For companies in verticals that were still in growth mode or mostly business as usual after the onset of COVID-19, three obstacles may have impeded a tech/SaaS path to continuity, efficiency, and reduced business risk—two having to do with buyer psyche and the other about the options (or lack thereof) for tech/SaaS and its providers.

Obstacle #1

We all HATE discomfort. Human nature clings to the familiarity of the status quo and skillfully tricks the subconscious into downplaying, avoiding, or outright denying the existence of unpleasant or ineffective circumstances. This saves us the discomfort of reasoning the cause of a problem, its scope, or the inconvenience of having to do something about it.

Obstacle #2

We all LOVE control. Modern enterprise buying happens when a majority of 10-14 cross-functional stakeholders, that may or may not also engage the board of directors, decide to say “YES!” to change as they are helped past their individual risk aversion that is influenced by their performance metrics, professional goals, challenges, underlying biases and motivations to either support or block the decision.
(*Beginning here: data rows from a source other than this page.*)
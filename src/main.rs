//! Command-line interface for the stale repository scanner.
//!
//! Every option can be supplied as a flag or through the environment variable
//! a GitHub Actions workflow would set, so the binary runs unchanged as a
//! workflow step or from a shell. A `.env` file in the working directory is
//! loaded first; variables already present in the environment win.

use std::{
    path::{Path, PathBuf},
    process,
};

use clap::Parser;
use stale_repos::{Config, ConfigInput, Error, GitHubClient, run_scan};
use tracing::info;
use tracing_subscriber::EnvFilter;

/// Find repositories that have been inactive for longer than a threshold.
#[derive(Debug, Parser,)]
#[command(name = "stale-repos", version, about = "Report inactive GitHub repositories")]
struct Cli
{
    /// Personal access token used to authenticate.
    #[arg(long = "token", env = "GH_TOKEN", hide_env_values = true)]
    token: Option<String,>,

    /// Repositories inactive for more days than this are reported.
    #[arg(long = "inactive-days", value_name = "DAYS", env = "INACTIVE_DAYS")]
    inactive_days: Option<String,>,

    /// Organization to scan; defaults to repositories owned by the token owner.
    #[arg(long = "organization", value_name = "ORG", env = "ORGANIZATION")]
    organization: Option<String,>,

    /// Activity measure: `pushed` or `default_branch_updated`.
    #[arg(long = "activity-method", value_name = "METHOD", env = "ACTIVITY_METHOD")]
    activity_method: Option<String,>,

    /// Comma-separated topics that exempt a repository.
    #[arg(long = "exempt-topics", value_name = "TOPICS", env = "EXEMPT_TOPICS")]
    exempt_topics: Option<String,>,

    /// Comma-separated glob patterns of repository names to exempt.
    #[arg(long = "exempt-repos", value_name = "PATTERNS", env = "EXEMPT_REPOS")]
    exempt_repos: Option<String,>,

    /// Base URL of a GitHub Enterprise server.
    #[arg(long = "enterprise-url", value_name = "URL", env = "GH_ENTERPRISE_URL")]
    enterprise_url: Option<String,>,

    /// GitHub App identifier.
    #[arg(long = "app-id", env = "GH_APP_ID")]
    app_id: Option<String,>,

    /// GitHub App private key in PEM format.
    #[arg(long = "app-private-key", env = "GH_APP_PRIVATE_KEY", hide_env_values = true)]
    app_private_key: Option<String,>,

    /// GitHub App installation identifier.
    #[arg(long = "installation-id", env = "GH_APP_INSTALLATION_ID")]
    installation_id: Option<String,>,

    /// File receiving workflow step outputs.
    #[arg(long = "github-output", value_name = "PATH", env = "GITHUB_OUTPUT")]
    github_output: Option<PathBuf,>,

    /// Directory receiving `stale_repos.json` and `stale_repos.md`.
    #[arg(long = "output-dir", value_name = "DIR", env = "STALE_REPOS_OUTPUT_DIR")]
    output_dir: Option<PathBuf,>,
}

impl From<Cli,> for ConfigInput
{
    fn from(cli: Cli,) -> Self
    {
        Self {
            token:           cli.token,
            inactive_days:   cli.inactive_days,
            organization:    cli.organization,
            activity_method: cli.activity_method,
            exempt_topics:   cli.exempt_topics,
            exempt_repos:    cli.exempt_repos,
            enterprise_url:  cli.enterprise_url,
            app_id:          cli.app_id,
            app_private_key: cli.app_private_key,
            installation_id: cli.installation_id,
            github_output:   cli.github_output,
            output_dir:      cli.output_dir,
        }
    }
}

/// Entry point that reports errors and sets the appropriate exit status.
#[tokio::main]
async fn main()
{
    if let Err(error,) = load_env_file(None,) {
        exit_with(error,);
    }

    init_tracing();

    if let Err(error,) = run(Cli::parse(),).await {
        exit_with(error,);
    }
}

fn exit_with(error: Error,) -> !
{
    eprintln!("{}", error.to_display_string());
    process::exit(1,);
}

/// Loads `path`, or `.env` from the working directory, into the process
/// environment before flags and environment fallbacks are parsed.
///
/// # Errors
///
/// Returns [`Error::Configuration`] when the file exists but cannot be read
/// or parsed. A missing file is not an error.
fn load_env_file(path: Option<&Path,>,) -> Result<(), Error,>
{
    let loaded = match path {
        Some(path,) => dotenvy::from_path(path,),
        None => dotenvy::dotenv().map(|_| (),),
    };

    match loaded {
        Ok((),) => Ok((),),
        Err(error,) if error.not_found() => Ok((),),
        Err(error,) => Err(Error::configuration(format!("failed to load .env file: {error}"),),),
    }
}

fn init_tracing()
{
    let filter = EnvFilter::try_from_default_env().unwrap_or_else(|_| EnvFilter::new("info",),);
    tracing_subscriber::fmt()
        .with_env_filter(filter,)
        .with_target(false,)
        .without_time()
        .with_writer(std::io::stdout,)
        .init();
}

/// Resolves configuration, authenticates, and runs the scan.
///
/// # Errors
///
/// Propagates configuration, authentication, API, and artifact errors.
async fn run(cli: Cli,) -> Result<(), Error,>
{
    info!("Starting stale repo search...");

    let config = Config::resolve(cli.into(),)?;
    let client = GitHubClient::connect(&config,).await?;

    run_scan(&client, &config,).await?;

    Ok((),)
}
As such, even when presented with a clear, distinct solution that demands change from the status quo, if stakeholders are left to themselves without an objective, insightful, empathetic guide with a strong understanding of their current processes, data requirements, and the technology—teamed up with an internal champion as a collaborative partner to help instill new insights, influence, clear obstacles, and gain consensus—one of two things is most likely to happen for these folks:

  • Stakeholders will lose sight of the fundamentals of real value achieved with the solution and instead commoditize options and the decision down to the smallest, least cost, and least exposure option. Whereby producing a lowest risk decision for the stakeholders, but not necessarily the best overall decision for the organization.
  • Subconsciously, underlying biases and fear of losing autonomy causes stakeholders to defend a personal status quo which culminates in creative efforts to block a decision. This presents itself in a variety of excuses or objections to the change, efforts to frustrate the investigation and decision progress wherever possible, or a gleeful vote to “do nothing.” Again, this may stave off change, but may not be in the best interest of the organization.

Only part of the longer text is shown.